The Deadites are easier to kill in Army of Darkness because of Charles Darwin
The best possible explanation I can give for the Deadites of that movie being practically made of paper mache is that they didn't have the opportunity to adapt to an overdose of chin-powered hot lead. This is why I believe the Deadites in the first two movies are as difficult to kill as they are. Furthermore - the fact that Ash Williams intervened way back when is the reason Deadites are so hard to put down in later films; they were made aware of Ash's abilities with about 680 years to spare. Thus, they evolved with knowledge of their future adversary.
  • In retrospect, this theory loses it's ground when one takes into account the theatrical ending with the S-Mart Deadite - still taken down with only a boomstick.
  • Alternatively, the reason why the Deadites are harder to kill in the first two movies but are easier to kill in the third one may be due to Ash's Tooka Levelin Badass. When you edit all three films together at the points where they intersect story wise, you see Ash go from a nerdy wimp to a bonified badass before the events of Army of Darkness. It's not that the Deadites evolved to become tougher to kill, Ash evolved to become more proficient in taking them out.

Ash pulled a Fry.
In the main series, he didn't take Sheila with him, but he slept with her, she was subsequently turned into a deadite and back, she got pregnant with Ash's great great, etc grandfather/mother, the reason Ash is so resistant to possession is because he was already part deadite from Sheilas time as a deadite messing with the child's DNA, thus, generations later Ash is born and the cycle starts over, the reason the deadites seem to delight in torturing Ash is because they keep trying to stop him going back in time and fathering his own lineage, who are able to resist possession and defeat the Deadites because they have deadites creative killer instincts... and their snark tendencies.

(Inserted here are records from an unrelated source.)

use serde::{Deserialize, Serialize};
use std::sync::Arc;
use std::time::Duration;

/// Decoded, interleaved f32 audio
#[derive(Debug, Clone, PartialEq)]
pub struct AudioBuffer {
    pub samples: Vec<f32>,
    pub channels: u16,
    pub sample_rate: u32,
    pub frames: usize,
}

impl AudioBuffer {
    /// Silent buffer of the given size
    pub fn new(channels: u16, sample_rate: u32, frames: usize) -> Self {
        Self {
            samples: vec![0.0; frames * channels as usize],
            channels,
            sample_rate,
            frames,
        }
    }

    pub fn from_samples(samples: Vec<f32>, channels: u16, sample_rate: u32) -> Self {
        let frames = if channels == 0 { 0 } else { samples.len() / channels as usize };
        Self {
            samples,
            channels,
            sample_rate,
            frames,
        }
    }

    /// Length in seconds
    pub fn duration_secs(&self) -> f64 {
        if self.sample_rate == 0 {
            return 0.0;
        }
        self.frames as f64 / self.sample_rate as f64
    }

    pub fn duration(&self) -> Duration {
        Duration::from_secs_f64(self.duration_secs())
    }

    /// Copy of frames `[start, end)`, clamped to the buffer
    pub fn slice_frames(&self, start: usize, end: usize) -> AudioBuffer {
        let start = start.min(self.frames);
        let end = end.clamp(start, self.frames);
        let ch = self.channels as usize;
        AudioBuffer {
            samples: self.samples[start * ch..end * ch].to_vec(),
            channels: self.channels,
            sample_rate: self.sample_rate,
            frames: end - start,
        }
    }

    /// Size of the decoded samples in bytes
    pub fn byte_len(&self) -> usize {
        self.samples.len() * std::mem::size_of::<f32>()
    }
}

/// One streamed unit of a track, owned by the chunk store until evicted
#[derive(Debug, Clone)]
pub struct Chunk {
    pub index: usize,
    /// Seconds from track start, always `index * chunk_duration`
    pub start_time: f64,
    /// Seconds covered; the final chunk may be shorter than nominal
    pub duration: f64,
    pub buffer: Arc<AudioBuffer>,
    /// Raw payload size used for bandwidth and memory accounting
    pub size_bytes: usize,
}

impl Chunk {
    pub fn end_time(&self) -> f64 {
        self.start_time + self.duration
    }
}

/// Maps track time onto chunk indices
#[derive(Debug, Clone, Copy, PartialEq, Serialize, Deserialize)]
pub struct ChunkLayout {
    pub chunk_duration: f64,
    pub duration: f64,
    pub total_chunks: usize,
}

impl ChunkLayout {
    pub fn new(duration: f64, chunk_duration: f64) -> Self {
        let duration = if duration.is_finite() { duration.max(0.0) } else { 0.0 };
        let total_chunks = (duration / chunk_duration).ceil() as usize;
        Self {
            chunk_duration,
            duration,
            total_chunks,
        }
    }

    /// Index of the chunk containing track time `t`
    pub fn chunk_index_at(&self, t: f64) -> usize {
        (t.max(0.0) / self.chunk_duration).floor() as usize
    }

    pub fn chunk_start(&self, index: usize) -> f64 {
        index as f64 * self.chunk_duration
    }

    /// Seconds of track covered by chunk `index`
    pub fn chunk_span(&self, index: usize) -> f64 {
        let start = self.chunk_start(index);
        (self.duration - start).clamp(0.0, self.chunk_duration)
    }

    pub fn contains(&self, index: usize) -> bool {
        index < self.total_chunks
    }

    pub fn clamp_time(&self, t: f64) -> f64 {
        if t.is_nan() {
            return 0.0;
        }
        t.clamp(0.0, self.duration)
    }
}

/// Inclusive byte range `[start, end]`
#[derive(Debug, Clone, Copy, PartialEq, Eq)]
pub struct ByteRange {
    pub start: u64,
    pub end: u64,
}

impl ByteRange {
    pub fn byte_count(&self) -> u64 {
        self.end - self.start + 1
    }

    pub fn header_value(&self) -> String {
        format!("bytes={}-{}", self.start, self.end)
    }
}

/// Byte range for a chunk under a fixed byte-rate assumption.
///
/// This is an estimate: it is only exact for constant-rate encodings whose
/// byte rate matches `assumed_bytes_per_second`. Any mismatch produces ranges
/// that do not align with the real chunk boundaries.
pub fn estimate_byte_range(index: usize, chunk_duration: f64, assumed_bytes_per_second: u64) -> ByteRange {
    let bytes_per_chunk = (chunk_duration * assumed_bytes_per_second as f64).round() as u64;
    let bytes_per_chunk = bytes_per_chunk.max(1);
    let start = index as u64 * bytes_per_chunk;
    ByteRange {
        start,
        end: start + bytes_per_chunk - 1,
    }
}

/// Duration used when no length information is available at all
pub const DEFAULT_TRACK_DURATION: f64 = 180.0;

/// Assumed bitrate in bits per second, keyed off the URL's file extension
pub fn estimated_bitrate(url: &str) -> u64 {
    match url_extension(url).as_deref() {
        Some("mp3") => 128_000,
        Some("m4a") | Some("aac") => 128_000,
        Some("wav") => 1_411_200,
        Some("flac") => 1_000_000,
        _ => 128_000,
    }
}

/// Duration estimate in seconds from the payload size and an assumed bitrate
pub fn estimate_duration(content_length: u64, url: &str) -> f64 {
    (content_length as f64 * 8.0) / estimated_bitrate(url) as f64
}

/// Lower-cased file extension of a URL path, ignoring query and fragment
pub fn url_extension(url: &str) -> Option<String> {
    let path = url.split(['?', '#']).next().unwrap_or(url);
    let file = path.rsplit('/').next().unwrap_or(path);
    let (_, ext) = file.rsplit_once('.')?;
    if ext.is_empty() {
        None
    } else {
        Some(ext.to_lowercase())
    }
}

/// Optional caller-supplied track metadata
#[derive(Debug, Clone, Default, PartialEq, Serialize, Deserialize)]
pub struct TrackMetadata {
    /// Exact duration in seconds; wins over estimation
    pub duration: Option<f64>,
    pub title: Option<String>,
    pub artist: Option<String>,
}

impl TrackMetadata {
    pub fn with_duration(duration: f64) -> Self {
        Self {
            duration: Some(duration),
            ..Default::default()
        }
    }
}

/// The track currently loaded into the player
#[derive(Debug, Clone, PartialEq, Serialize, Deserialize)]
pub struct TrackInfo {
    pub url: String,
    pub metadata: TrackMetadata,
    pub layout: ChunkLayout,
    /// Whether `layout.duration` came from metadata rather than estimation
    pub exact_duration: bool,
}

impl TrackInfo {
    /// Title, falling back to the last URL path segment
    pub fn display_name(&self) -> String {
        self.metadata.title.clone().unwrap_or_else(|| {
            self.url
                .split(['?', '#'])
                .next()
                .and_then(|p| p.rsplit('/').next())
                .filter(|s| !s.is_empty())
                .unwrap_or("Unknown")
                .to_string()
        })
    }
}

/// Transport state; a single enum keeps playing and paused exclusive
#[derive(Debug, Clone, Copy, PartialEq, Eq, Serialize, Deserialize)]
pub enum PlaybackState {
    Stopped,
    Playing,
    Paused,
}

/// Point-in-time copy of the player state
#[derive(Debug, Clone, Serialize)]
pub struct PlayerSnapshot {
    pub state: PlaybackState,
    pub current_time: f64,
    pub current_chunk: usize,
    pub duration: f64,
    pub total_chunks: usize,
    pub volume: f32,
    pub is_buffering: bool,
    /// Audio-clock time of the last seek
    pub last_seek_time: f64,
    pub track: Option<TrackInfo>,
    pub performance: crate::stream::performance::CounterSnapshot,
}

impl PlayerSnapshot {
    pub fn is_playing(&self) -> bool {
        self.state == PlaybackState::Playing
    }

    pub fn is_paused(&self) -> bool {
        self.state == PlaybackState::Paused
    }

    /// Progress through the track (0.0 to 1.0)
    pub fn progress(&self) -> f64 {
        if self.duration > 0.0 {
            (self.current_time / self.duration).clamp(0.0, 1.0)
        } else {
            0.0
        }
    }

    /// Format position as MM:SS
    pub fn position_formatted(&self) -> String {
        let total_seconds = self.current_time.max(0.0) as u64;
        format!("{:02}:{:02}", total_seconds / 60, total_seconds % 60)
    }
}

#[cfg(test)]
mod tests {
    use super::*;

    #[test]
    fn test_chunk_layout_counts() {
        let layout = ChunkLayout::new(100.0, 30.0);
        assert_eq!(layout.total_chunks, 4);
        assert_eq!(layout.chunk_span(0), 30.0);
        assert_eq!(layout.chunk_span(3), 10.0);
        assert_eq!(layout.chunk_span(4), 0.0);

        let exact = ChunkLayout::new(90.0, 30.0);
        assert_eq!(exact.total_chunks, 3);
        assert_eq!(exact.chunk_span(2), 30.0);
    }

    #[test]
    fn test_chunk_index_matches_start_times() {
        let layout = ChunkLayout::new(100.0, 30.0);
        let mut t = 0.0;
        while t < layout.duration {
            let index = layout.chunk_index_at(t);
            assert!(layout.chunk_start(index) <= t);
            assert!(t < layout.chunk_start(index) + layout.chunk_duration);
            t += 0.25;
        }
        assert_eq!(layout.chunk_start(2), 60.0);
        assert_eq!(layout.chunk_index_at(75.0), 2);
        assert_eq!(layout.chunk_index_at(-3.0), 0);
    }

    #[test]
    fn test_clamp_time() {
        let layout = ChunkLayout::new(90.0, 30.0);
        assert_eq!(layout.clamp_time(-1.0), 0.0);
        assert_eq!(layout.clamp_time(120.0), 90.0);
        assert_eq!(layout.clamp_time(f64::NAN), 0.0);
    }

    #[test]
    fn test_estimate_byte_range() {
        let range = estimate_byte_range(0, 30.0, 16_000);
        assert_eq!(range, ByteRange { start: 0, end: 479_999 });
        assert_eq!(range.byte_count(), 480_000);

        let range = estimate_byte_range(2, 30.0, 16_000);
        assert_eq!(range.start, 960_000);
        assert_eq!(range.end, 1_439_999);
        assert_eq!(range.header_value(), "bytes=960000-1439999");
    }

    #[test]
    fn test_estimate_duration_by_extension() {
        // 128 kbps: 16000 bytes per second
        assert_eq!(estimate_duration(1_600_000, "https://host/song.mp3"), 100.0);
        assert_eq!(estimate_duration(176_400, "song.WAV"), 1.0);
        assert_eq!(estimate_duration(125_000, "/a/b.flac?sig=1"), 1.0);
        assert_eq!(estimate_duration(16_000, "stream"), 1.0);
    }

    #[test]
    fn test_url_extension() {
        assert_eq!(url_extension("https://x.org/music/a.b/track.Mp3?x=1#t"), Some("mp3".to_string()));
        assert_eq!(url_extension("https://x.org/music/track"), None);
        assert_eq!(url_extension("file."), None);
    }

    #[test]
    fn test_audio_buffer_slice() {
        let buffer = AudioBuffer::from_samples((0..20).map(|v| v as f32).collect(), 2, 10);
        assert_eq!(buffer.frames, 10);
        assert_eq!(buffer.duration_secs(), 1.0);

        let slice = buffer.slice_frames(3, 5);
        assert_eq!(slice.frames, 2);
        assert_eq!(slice.samples, vec![6.0, 7.0, 8.0, 9.0]);

        let tail = buffer.slice_frames(8, 100);
        assert_eq!(tail.frames, 2);
        assert_eq!(buffer.slice_frames(12, 14).frames, 0);
    }

    #[test]
    fn test_display_name_falls_back_to_url() {
        let track = TrackInfo {
            url: "https://cdn.example/audio/our-song.mp3?v=2".to_string(),
            metadata: TrackMetadata::default(),
            layout: ChunkLayout::new(10.0, 30.0),
            exact_duration: false,
        };
        assert_eq!(track.display_name(), "our-song.mp3");
    }
}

The Deadites are searching for the perfect vessel
The Deadites can only interact with the world properly if possessing someone/thing, at best their spirit can throw people around, but obviously the Deadites are sadists so that doesn't really work out for them, object likewise have the same limits, also, it's shown that most people who become possessed aren't very powerful, bit of Super-Strength, some mild Telekinetic ability, they need a better vessel to access their full range and they found one, Ash, however, he was too good to have the full possession take over, everyone we see possessed, bar Ash, has remained a Deadite till death or the Evil is vanquished, The best workaround the Deadites have found is Bad Ash, for one thing, he is pure Evil, not a possession, created from Ash's own body, another thing, is he was brought back whole after being cut up, something no other Deadite has done, and when he ressurected, he almost instantly was given full command over the titular Army of Darkness, he united the Deadites, when it is shown Deadites are mostly in it for themselves, the one thing was, his premature dismemberment limited him (a la Darth Vader), he wants to book to do a body swap with Ash, thereby giving him a pure "whole" body and the full range of powers, if Bad Ash had been kept whole, he would of had much more power, but messing about with Ash ruined that by having Ash cut him up.

In the universe of franchise, the 1973 Delta-88 is the toughest vehicle ever manufactured by Oldsmobile.
Considering it all goes through in the films and how Ash is able to restore it back to how it was afterwards, it's certainly a lot tougher than the real world counterpart.

Professor Knowby's soul possessed Cheryl's hand to draw the Necronomicon.
Considering that the Evil says "why did you disturb our sleep" when there were indications of things happening before the tape recorder was used to "awaken" them. Considering that Knowby's soul was still around, he may have been the one responsible for possessing Cheryl's hand to warn the group about the Necronomicon, but was only able to draw a basic version of it instead and not able to complete the warning.

Evil Dead Rise will see the beginning of the apocalypse.
In true Evil Dead fashion of the heroes never catching a break, the protagonists will fight their way out of their aparment building at the end of the movie, only to see rest of LA is being overrun with deadites.